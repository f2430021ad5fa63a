//! The tick engine: advances an account's install by at most one bounded
//! step per invocation, always under that account's advisory lock. Ticks run
//! during status polls from the dashboard, so every poll contributes
//! progress; a busy lock makes the tick a silent no-op and the next poll
//! retries.

use std::sync::Arc;

use anyhow::{Context, Result};
use chrono::{Duration, Utc};
use sqlx::PgPool;

use crate::crypto::{self, TokenCipher};
use crate::db::models::{InstallStatus, InstallStep, ProvisionedDatabase};
use crate::db::{self, provisioned_databases, LockOutcome};
use crate::oauth::tokens::TokenService;
use crate::provision::redact;
use crate::provision::state_machine::{self, plan_tick, status_for_step, TickAction};
use crate::supabase::{self, SupabaseClient};
use crate::sync::SyncInstaller;

/// Length of the generated database password.
pub const DB_PASSWORD_LEN: usize = 24;

/// The single readiness probe: liveness, namespace creation, schema
/// visibility, one control-plane call. The rows of the final statement come
/// back; seeing the schema name means the database is ready for install.
const READINESS_PROBE_SQL: &str = "SELECT 1;
CREATE SCHEMA IF NOT EXISTS stripe;
SELECT schema_name FROM information_schema.schemata WHERE schema_name = 'stripe';";

#[derive(Debug)]
pub enum DeprovisionOutcome {
    Deleted,
    NotProvisioned,
}

pub struct ProvisionEngine {
    pool: PgPool,
    supabase: Arc<SupabaseClient>,
    installer: Arc<dyn SyncInstaller>,
    tokens: Arc<TokenService>,
    cipher: Arc<TokenCipher>,
    wait_ready_timeout: Duration,
}

impl ProvisionEngine {
    pub fn new(
        pool: PgPool,
        supabase: Arc<SupabaseClient>,
        installer: Arc<dyn SyncInstaller>,
        tokens: Arc<TokenService>,
        cipher: Arc<TokenCipher>,
        wait_ready_timeout: Duration,
    ) -> Self {
        Self {
            pool,
            supabase,
            installer,
            tokens,
            cipher,
            wait_ready_timeout,
        }
    }

    /// Create the managed project and the local FSM row. The generated
    /// database password is transmitted to the control plane exactly once and
    /// stored only encrypted.
    pub async fn start_provisioning(
        &self,
        stripe_account_id: &str,
    ) -> Result<ProvisionedDatabase> {
        let password = crypto::random_password(DB_PASSWORD_LEN);
        let db_password_ct = self
            .cipher
            .encrypt(&password)
            .context("Failed to encrypt database password")?;

        let project = self
            .supabase
            .create_project(&project_name(stripe_account_id), &password)
            .await
            .context("Failed to create managed project")?;
        let region = project
            .region
            .unwrap_or_else(|| self.supabase.region().to_string());

        let row = provisioned_databases::insert(
            &self.pool,
            &provisioned_databases::NewProvisionedDatabase {
                stripe_account_id: stripe_account_id.to_string(),
                project_ref: project.id,
                db_password_ct,
                connection_host: supabase::pooler_host(&region),
                region,
            },
        )
        .await?;

        tracing::info!(
            account = %stripe_account_id,
            project_ref = %row.project_ref,
            "created managed project, install pending"
        );
        Ok(row)
    }

    /// Run one tick for the account. `Busy` means another invocation holds
    /// the lock; nothing was read or written.
    pub async fn tick(&self, stripe_account_id: &str) -> Result<LockOutcome<()>> {
        db::with_tenant_lock(&self.pool, stripe_account_id, || {
            self.advance(stripe_account_id)
        })
        .await
    }

    async fn advance(&self, stripe_account_id: &str) -> Result<()> {
        let Some(row) = provisioned_databases::get(&self.pool, stripe_account_id).await? else {
            return Ok(());
        };

        match plan_tick(&row.install_status, row.install_step) {
            TickAction::Noop => Ok(()),
            TickAction::Advance(step) => self.write_step(stripe_account_id, step).await,
            TickAction::ProbeDatabase => self.probe_database(&row).await,
            TickAction::RunSyncInstall => self.run_sync_install(&row).await,
            TickAction::SettleSync => {
                if state_machine::sync_settled(row.updated_at, Utc::now()) {
                    self.write_step(stripe_account_id, InstallStep::Done).await
                } else {
                    Ok(())
                }
            }
        }
    }

    async fn write_step(&self, stripe_account_id: &str, step: InstallStep) -> Result<()> {
        provisioned_databases::set_state(
            &self.pool,
            stripe_account_id,
            status_for_step(step),
            Some(step),
            None,
        )
        .await?;
        tracing::info!(account = %stripe_account_id, step = %step, "install advanced");
        Ok(())
    }

    async fn probe_database(&self, row: &ProvisionedDatabase) -> Result<()> {
        match self
            .supabase
            .run_query(&row.project_ref, READINESS_PROBE_SQL)
            .await
        {
            Ok(rows) if schema_visible(&rows) => {
                self.write_step(&row.stripe_account_id, InstallStep::ApplySchema)
                    .await
            }
            Ok(_) => self.probe_missed(row, "schema not yet visible").await,
            Err(e) if e.is_auth() => {
                self.fail(row, &format!("control plane rejected credentials: {e}"))
                    .await
            }
            Err(e) => self.probe_missed(row, &e.to_string()).await,
        }
    }

    /// The database is not ready yet. Stay put unless the wall-clock budget
    /// for this state has run out.
    async fn probe_missed(&self, row: &ProvisionedDatabase, detail: &str) -> Result<()> {
        if state_machine::wait_deadline_exceeded(row.updated_at, Utc::now(), self.wait_ready_timeout)
        {
            let waited = self.wait_ready_timeout.num_seconds();
            self.fail(
                row,
                &format!("timed out waiting for database to become ready after {waited}s"),
            )
            .await
        } else {
            tracing::debug!(
                project_ref = %row.project_ref,
                detail = %redact::sanitize(detail),
                "database not ready yet"
            );
            Ok(())
        }
    }

    /// The one tick that needs a tenant access token: refresh it, invoke the
    /// installer once, and either move on to the settle window or park the
    /// row in `error` for an explicit user retry.
    async fn run_sync_install(&self, row: &ProvisionedDatabase) -> Result<()> {
        let access_token = match self
            .tokens
            .get_fresh_access_preferring_live(&row.stripe_account_id)
            .await
        {
            Ok(token) => token,
            Err(e) => {
                return self
                    .fail(row, &format!("could not obtain a platform access token: {e}"))
                    .await;
            }
        };

        match self.installer.install(&access_token).await {
            Ok(()) => {
                self.write_step(&row.stripe_account_id, InstallStep::VerifySync)
                    .await
            }
            Err(e) => self.fail(row, &format!("sync install failed: {e:#}")).await,
        }
    }

    /// Park the row in the terminal error state with a sanitized message.
    async fn fail(&self, row: &ProvisionedDatabase, message: &str) -> Result<()> {
        let sanitized = redact::sanitize(message);
        tracing::warn!(
            account = %row.stripe_account_id,
            message = %sanitized,
            "install failed"
        );
        provisioned_databases::set_state(
            &self.pool,
            &row.stripe_account_id,
            InstallStatus::Error,
            row.install_step,
            Some(&sanitized),
        )
        .await?;
        Ok(())
    }

    /// Tear down: delete the managed project first, then the local row, under
    /// the tenant lock. A control-plane failure (404 included) keeps the
    /// row, because a dangling row is recoverable and an orphaned project is
    /// not.
    pub async fn deprovision(
        &self,
        stripe_account_id: &str,
    ) -> Result<LockOutcome<DeprovisionOutcome>> {
        db::with_tenant_lock(&self.pool, stripe_account_id, || async move {
            let Some(row) = provisioned_databases::get(&self.pool, stripe_account_id).await?
            else {
                return Ok(DeprovisionOutcome::NotProvisioned);
            };

            self.supabase
                .delete_project(&row.project_ref)
                .await
                .with_context(|| {
                    format!("Failed to delete managed project {}", row.project_ref)
                })?;
            provisioned_databases::delete(&self.pool, stripe_account_id).await?;

            tracing::info!(
                account = %stripe_account_id,
                project_ref = %row.project_ref,
                "deprovisioned"
            );
            Ok(DeprovisionOutcome::Deleted)
        })
        .await
    }
}

fn project_name(stripe_account_id: &str) -> String {
    format!("stripe-sync-{stripe_account_id}")
}

fn schema_visible(rows: &serde_json::Value) -> bool {
    rows.as_array()
        .map(|rows| {
            rows.iter()
                .any(|row| row.get("schema_name").and_then(|v| v.as_str()) == Some("stripe"))
        })
        .unwrap_or(false)
}

#[cfg(test)]
mod tests {
    use super::*;
    use serde_json::json;

    #[test]
    fn schema_visibility_requires_the_stripe_row() {
        assert!(schema_visible(&json!([{"schema_name": "stripe"}])));
        assert!(schema_visible(&json!([
            {"schema_name": "public"},
            {"schema_name": "stripe"}
        ])));
        assert!(!schema_visible(&json!([])));
        assert!(!schema_visible(&json!([{"schema_name": "public"}])));
        assert!(!schema_visible(&json!({"rows": []})));
        assert!(!schema_visible(&json!(null)));
    }

    #[test]
    fn project_names_embed_the_account() {
        assert_eq!(project_name("acct_X"), "stripe-sync-acct_X");
    }
}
-------
EXERCISE
Would you copy every line of the entries that includes the word "under"?

REPLY TO THE TASK
//! step per invocation, always under that account's advisory lock. Ticks run
    /// Tear down: delete the managed project first, then the local row, under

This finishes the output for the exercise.